Microsoft implemented a similar class in their MFC framework. However, the class presented here is simpler and only applies to mutexes. By attempting to handle several types of waitable objects, the MFC Lock classes become somewhat unwieldy. I also had difficulty getting them to work correctly.
Bounded Buffer problem
A good use for threads is in constructing a Producer/Consumer pattern. Some problems separate nicely into a thread for producing or finding raw data and a thread for consuming or processing the data. Quite often it is necessary to place some form of buffer between the two threads to handle temporary excesses in production.
In the best possible case, a producer thread (P) should be able to package its data up and hand it to the buffer without any knowledge of the consumer. Likewise the consumer thread (C) should just request data from the buffer without any knowledge of the producer thread.
The problem normally occurs when the thread C wants data that has not yet been supplied by thread P, or when thread P has produced more data than C can handle. Assuming a finite buffer between the two threads, we can build a simple mechanism for dealing with these problems.
Whenever thread C requires data, it should make a request from the buffer. If there is no data available, thread C should block until new data becomes available. Whenever thread P has data for the buffer, it should insert the data into the buffer. If the buffer is full, thread P should block until space becomes available in the buffer.

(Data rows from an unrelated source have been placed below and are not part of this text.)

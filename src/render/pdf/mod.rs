//! PDF rendering through a headless browser.
//!
//! The browser is an external collaborator behind the [`BrowserEngine`] /
//! [`Browser`] / [`Page`] seams: production uses the WebDriver-backed engine
//! in [`webdriver`], tests substitute mocks. The renderer's one hard
//! obligation is resource hygiene — a browser process left behind by a
//! failed render is the primary failure mode under load, so both the page
//! and the browser are closed on every path.

mod driver;
mod webdriver;

pub use driver::{DRIVER_ENV_VAR, DriverLocator, resolve_driver_path};
pub use webdriver::{CHROME_ARGS, WebDriverEngine};

use std::sync::Arc;
use std::time::Duration;

use async_trait::async_trait;
use tracing::{debug, warn};

use super::html::build_document_html;
use crate::core::{ExportData, ExportError};

/// Total budget for navigation plus printing.
pub const RENDER_TIMEOUT: Duration = Duration::from_secs(60);

/// Shorter budget used by latency-sensitive callers.
pub const FAST_RENDER_TIMEOUT: Duration = Duration::from_secs(30);

/// Launches browser instances.
#[async_trait]
pub trait BrowserEngine: Send + Sync {
    async fn launch(&self) -> Result<Box<dyn Browser>, ExportError>;
}

/// A running browser instance.
#[async_trait]
pub trait Browser: Send {
    async fn new_page(&mut self) -> Result<Box<dyn Page>, ExportError>;

    /// Shut the instance down, releasing its OS process.
    async fn close(&mut self) -> Result<(), ExportError>;
}

/// A single browser page.
#[async_trait]
pub trait Page: Send {
    /// Load the given HTML and wait until the page settles.
    async fn set_content(&mut self, html: &str, timeout: Duration) -> Result<(), ExportError>;

    /// Print the current page to PDF bytes.
    async fn print_pdf(&mut self) -> Result<Vec<u8>, ExportError>;

    async fn close(&mut self) -> Result<(), ExportError>;
}

/// Renders export payloads to PDF via a [`BrowserEngine`].
///
/// Each render launches a fresh browser and closes it afterwards. The
/// optional reuse knob keeps one instance across renders as an
/// optimization; [`PdfRenderer::cleanup`] must then run at shutdown so the
/// cached instance follows the same close discipline.
pub struct PdfRenderer {
    engine: Arc<dyn BrowserEngine>,
    timeout: Duration,
    cached: Option<tokio::sync::Mutex<Option<Box<dyn Browser>>>>,
}

impl PdfRenderer {
    pub fn new(engine: Arc<dyn BrowserEngine>) -> Self {
        Self::with_timeout(engine, RENDER_TIMEOUT)
    }

    pub fn with_timeout(engine: Arc<dyn BrowserEngine>, timeout: Duration) -> Self {
        Self {
            engine,
            timeout,
            cached: None,
        }
    }

    /// Keep one browser instance alive between renders.
    pub fn with_browser_reuse(engine: Arc<dyn BrowserEngine>, timeout: Duration) -> Self {
        Self {
            engine,
            timeout,
            cached: Some(tokio::sync::Mutex::new(None)),
        }
    }

    /// Render a document payload.
    pub async fn render(&self, data: &ExportData) -> Result<Vec<u8>, ExportError> {
        let html = build_document_html(data);
        self.render_html(&html).await
    }

    /// Render arbitrary HTML to PDF.
    pub async fn render_html(&self, html: &str) -> Result<Vec<u8>, ExportError> {
        match &self.cached {
            None => {
                let mut browser = self.engine.launch().await?;
                let result = print_page(browser.as_mut(), html, self.timeout).await;
                if let Err(error) = browser.close().await {
                    warn!(%error, "browser close failed after render");
                }
                result
            }
            Some(slot) => {
                let mut slot = slot.lock().await;
                let mut browser = match slot.take() {
                    Some(browser) => {
                        debug!("reusing cached browser instance");
                        browser
                    }
                    None => self.engine.launch().await?,
                };
                let result = print_page(browser.as_mut(), html, self.timeout).await;
                if result.is_ok() {
                    *slot = Some(browser);
                } else if let Err(error) = browser.close().await {
                    warn!(%error, "browser close failed after render error");
                }
                result
            }
        }
    }

    /// Close the cached browser instance, if any.
    pub async fn cleanup(&self) -> Result<(), ExportError> {
        if let Some(slot) = &self.cached {
            if let Some(mut browser) = slot.lock().await.take() {
                debug!("closing cached browser instance");
                browser.close().await?;
            }
        }
        Ok(())
    }
}

/// Open a page, load the HTML and print it, closing the page on every path.
async fn print_page(
    browser: &mut dyn Browser,
    html: &str,
    timeout: Duration,
) -> Result<Vec<u8>, ExportError> {
    let mut page = browser.new_page().await?;
    let printed = tokio::time::timeout(timeout, async {
        page.set_content(html, timeout).await?;
        page.print_pdf().await
    })
    .await
    .unwrap_or_else(|_| {
        Err(ExportError::Rendering(format!(
            "render timed out after {}s",
            timeout.as_secs()
        )))
    });
    if let Err(error) = page.close().await {
        warn!(%error, "page close failed after render");
    }
    printed
}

The BoundedBuffer class and its two helper classes, BBProducer and BBConsumer, implement the synchronization for this problem. For each buffer you wish to protect create a BoundedBuffer object specifying the maximum number of items the buffer can hold.

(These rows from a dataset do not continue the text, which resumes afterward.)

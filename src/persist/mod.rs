//! Document persistence.
//!
//! Creates the document header and its line items through the store's
//! atomic write, so a half-created document can never be mistaken for a
//! complete one by a later dedup check. The per-item notes reuse the same
//! display-name formatting the renderers print, keeping the database in
//! sync with what the customer saw.

use std::sync::Arc;

use rust_decimal::Decimal;
use tracing::debug;

use crate::core::{
    CartItem, DocumentRecord, DocumentType, ExportError, NewDocument, NewDocumentItem,
    display_name,
};
use crate::store::{ClientStore, DocumentStore, Store};

/// Provenance note written on every generated document.
pub const PROVENANCE_NOTE: &str = "Сгенерировано из конфигуратора дверей";

const CURRENCY: &str = "RUB";

/// Creates document records for fresh exports.
pub struct DocumentPersister {
    store: Arc<dyn Store>,
}

impl DocumentPersister {
    pub fn new(store: Arc<dyn Store>) -> Self {
        Self { store }
    }

    /// Persist a document with its line items.
    ///
    /// Fails with [`ExportError::NotFound`] when the client does not exist —
    /// the orchestrator provisions a placeholder beforehand in the lenient
    /// path.
    #[allow(clippy::too_many_arguments)]
    pub async fn create(
        &self,
        doc_type: DocumentType,
        client_id: &str,
        created_by: &str,
        items: &[CartItem],
        total_amount: Decimal,
        document_number: &str,
        parent_document_id: Option<&str>,
        cart_session_id: Option<&str>,
    ) -> Result<DocumentRecord, ExportError> {
        let client = self
            .store
            .client(client_id)
            .await
            .map_err(|e| ExportError::Persistence(e.to_string()))?;
        if client.is_none() {
            return Err(ExportError::NotFound {
                entity: "client",
                id: client_id.to_string(),
            });
        }

        let cart_data = serde_json::to_string(items)
            .map_err(|e| ExportError::Persistence(format!("cart snapshot failed: {e}")))?;

        let document = NewDocument {
            doc_type,
            number: document_number.to_string(),
            parent_document_id: parent_document_id.map(str::to_string),
            cart_session_id: cart_session_id.map(str::to_string),
            client_id: client_id.to_string(),
            created_by: created_by.to_string(),
            status: doc_type.default_status().to_string(),
            subtotal: total_amount,
            total_amount,
            currency: CURRENCY.to_string(),
            notes: PROVENANCE_NOTE.to_string(),
            cart_data: Some(cart_data),
        };

        let document_items = items
            .iter()
            .enumerate()
            .map(|(index, item)| NewDocumentItem {
                product_id: item
                    .id
                    .clone()
                    .unwrap_or_else(|| format!("temp_{index}")),
                quantity: item.quantity,
                unit_price: item.unit_price,
                total_price: item.line_total(),
                notes: format!(
                    "{} | Артикул: {}",
                    display_name(item),
                    item.sku_1c.as_deref().unwrap_or("N/A")
                ),
            })
            .collect();

        let record = self
            .store
            .create_document(document, document_items)
            .await
            .map_err(|e| ExportError::Persistence(e.to_string()))?;
        debug!(
            document = %record.number,
            id = %record.id,
            items = items.len(),
            "document persisted"
        );
        Ok(record)
    }
}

Any time you need to add something to the buffer, create a BBProducer object on the stack. When you need to extract something from the buffer, create a BBConsumer item on the stack. In addition to handling the empty and full buffer problems, these classes implement mutual exclusion on the buffer so that no thread can interrupt before you finish adding or removing an item from the buffer.
Another interesting multithreading problem involves a resource that is read by many threads and updated by others. A good example of this problem would involve an in-memory database which is periodically updated from some other source.
Since most of the threads accessing the system are only reading, mutual exclusion is too strict. Two threads can read the same area of memory without conflicting. When we get ready to write to the area, we must make sure that no threads are currently reading it. Moreover, as long as we are writing to the area no new reader threads can be allowed access until we finish.
The Readers/Writer problem is a great example of a synchronization problem that most people get wrong. It is actually easy to set up a set of protections that work most of the time. With only a little bit more work, we can set up a system that works fine as long as we don't mind the writer thread being locked out of the system indefinitely. Lastly, even if you get all of this right, there are a few subtleties in getting it to work with more than one writer thread.
For each resource you want to protect, create one ReadWriteProtector object. Any time you want to read the resource, create a RWPReader object on the stack. Any time you need to write to the resource, create a RWPWriter object on the stack.